The Civil Aviation Authority (CAA) has revealed that both charter and scheduled flights suffered more and longer delays this year.

Only 63% of charter flights, the ones that come with your packaged holidays, were on time between July and October 2010. That’s compared to 74% in 2009.

As for scheduled flights, 72% were on time in 2010, compared to 80% last year. Yes, there are a lot of percentages flying around in this Conversation, but there’s one obvious trend – fewer flights were on time this year.

Just how long were flights delayed?

But how late were they? Well, the CAA defines a flight as delayed if it’s behind by just 15 minutes. Now, that’s not too long is it? Plus, the average delay for scheduled flights turned out to be only 16 minutes.

However, as we all know, an average doesn’t tell the whole story – many of those flight delays must have been much longer. And for Which? Conversation commenter Justin, it’s not about how long the delay is, it’s about the lack of information when there is one:

‘It is often the case that after arriving at an airport and checking in etc. information is scarce when there are delays. Staff (if they can be located) are unhelpful – especially at foreign airports,’ he argued.

So what should you do if your holiday flight has been delayed? Sadly you’ll just have to sit it out with a magazine if it’s only 15 minutes, but if it’s much longer, Which? Holiday’s Head of Research, Rochelle Turner, has these words of wisdom:

‘These figures show delays are unfortunately on the increase. But remember your rights if your flight is delayed by three hours or more.

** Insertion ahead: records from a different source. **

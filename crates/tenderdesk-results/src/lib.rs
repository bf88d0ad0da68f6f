//! TenderDesk Results
//!
//! Everything that happens to predictions after the backend returns them:
//!
//! - **Summary**: totals, recommended count, mean win probability, rank counts
//! - **Pagination**: fixed-size page windows over the record list
//! - **Export**: CSV rows with a stable Japanese header, or JSON
//! - **Board**: the single and bulk prediction flows with input validation

pub mod board;
pub mod export;
pub mod paginate;
pub mod summary;

pub use board::{BulkSettings, PredictionBoard};
pub use export::{
    export_file_name, export_to_file, to_csv, to_export_rows, to_json, ExportFormat, ExportRow,
    EXPORT_HEADER,
};
pub use paginate::{paginate, PageWindow};
pub use summary::{summarize, AggregateSummary};
//! Search panel lifecycle: mount, edits, teardown

mod support;

use std::sync::Arc;
use std::time::Duration;
use support::MockTenderApi;
use tenderdesk_core::FilterOptions;
use tenderdesk_search::{FilterField, FilterValue, SchedulerConfig, SearchEvent, SearchPanel};
use tokio::time::sleep;

fn options() -> FilterOptions {
    let mut options = FilterOptions {
        prefectures: vec!["東京都".into(), "大阪府".into()],
        municipalities: vec!["新宿区".into(), "大阪市".into()],
        ..Default::default()
    };
    options
        .prefecture_municipalities
        .insert("東京都".into(), vec!["新宿区".into()]);
    options
        .prefecture_municipalities
        .insert("大阪府".into(), vec!["大阪市".into()]);
    options
}

#[tokio::test(start_paused = true)]
async fn test_mount_loads_options_and_searches_immediately() {
    let api = Arc::new(MockTenderApi::new().with_options(options()));
    let mut panel = SearchPanel::new(api.clone(), SchedulerConfig::default());

    panel.mount().await;

    assert_eq!(api.call_count(), 1);
    assert!(api.requests()[0].is_empty());
    assert!(panel.options_error().is_none());
    assert_eq!(panel.filters().sub_region_choices().len(), 2);
    assert_eq!(panel.view().records.len(), 1);
}

#[tokio::test(start_paused = true)]
async fn test_mount_degrades_when_options_fail() {
    let api = Arc::new(MockTenderApi::new().failing_options());
    let mut panel = SearchPanel::new(api.clone(), SchedulerConfig::default());
    let mut events = panel.scheduler().subscribe();

    panel.mount().await;

    assert_eq!(panel.options_error(), Some("フィルターオプションの取得に失敗しました"));
    assert_eq!(api.call_count(), 1);
    assert!(panel.view().error.is_none());
    assert!(matches!(
        events.try_recv(),
        Ok(SearchEvent::OptionsUnavailable { .. })
    ));

    // Without options the sub-region is never narrowed
    panel.set_field(FilterField::SubRegion, FilterValue::value("新宿区"));
    let state = panel.set_field(FilterField::Region, FilterValue::value("大阪府"));
    assert_eq!(state.get(FilterField::SubRegion), &FilterValue::value("新宿区"));
}

#[tokio::test(start_paused = true)]
async fn test_edits_cascade_then_debounce() {
    let api = Arc::new(MockTenderApi::new().with_options(options()));
    let mut panel = SearchPanel::new(api.clone(), SchedulerConfig::default());
    panel.mount().await;

    panel.set_field(FilterField::Region, FilterValue::value("東京都"));
    panel.set_field(FilterField::SubRegion, FilterValue::value("新宿区"));
    let state = panel.set_field(FilterField::Region, FilterValue::value("大阪府"));
    assert!(state.get(FilterField::SubRegion).is_any());

    sleep(Duration::from_millis(600)).await;

    let requests = api.requests();
    assert_eq!(requests.len(), 2);
    assert_eq!(requests[1].prefecture.as_deref(), Some("大阪府"));
    assert_eq!(requests[1].municipality, None);
}

#[tokio::test(start_paused = true)]
async fn test_drop_tears_down_pending_search() {
    let api = Arc::new(MockTenderApi::new());
    {
        let mut panel = SearchPanel::new(api.clone(), SchedulerConfig::default());
        panel.set_field(FilterField::UseType, FilterValue::value("学校"));
    }

    sleep(Duration::from_millis(1_000)).await;
    assert_eq!(api.call_count(), 0);
}

#[tokio::test(start_paused = true)]
async fn test_reset_schedules_unfiltered_search() {
    let api = Arc::new(MockTenderApi::new());
    let mut panel = SearchPanel::new(api.clone(), SchedulerConfig::default());

    panel.set_field(FilterField::MinPrice, FilterValue::value("1,000,000"));
    assert!(panel.reset().is_unconstrained());

    sleep(Duration::from_millis(600)).await;
    assert_eq!(api.call_count(), 1);
    assert!(api.requests()[0].is_empty());
}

‘If you’re flying with an EU-based airline or from an EU airport, you should be entitled to food, drink and free phone calls once the delay reaches three hours. If your flight is delayed to the point that you require an overnight stay, your airline will have to pay for that as well.’

Were you hit by a delayed flight this year? If so, was it longer than you could bear?

Comments
Guest
Sophie Gilbert says:
8 December 2010

It wasn’t this year that I was hit by a delayed flight but last year, and it was cancelled, not delayed, but I hope it’s still all right to talk about it here. Apologies if you find it’s irrelevant.

My Ryanair flight from Toulon was diverted to another London airport than Stansted, where it was scheduled to land, because of heavy fog in Stansted. We sat in the plane for quite some time without any information being given to us, except we weren’t allowed to leave the plane for legal/health and safety/security reasons. After a long while, passengers who wanted to were allowed to leave the plane and retrieve their luggage, and those of us who had to go to Stansted airport were asked to identify our own hold luggage for security reasons and we stayed on the plane a while more.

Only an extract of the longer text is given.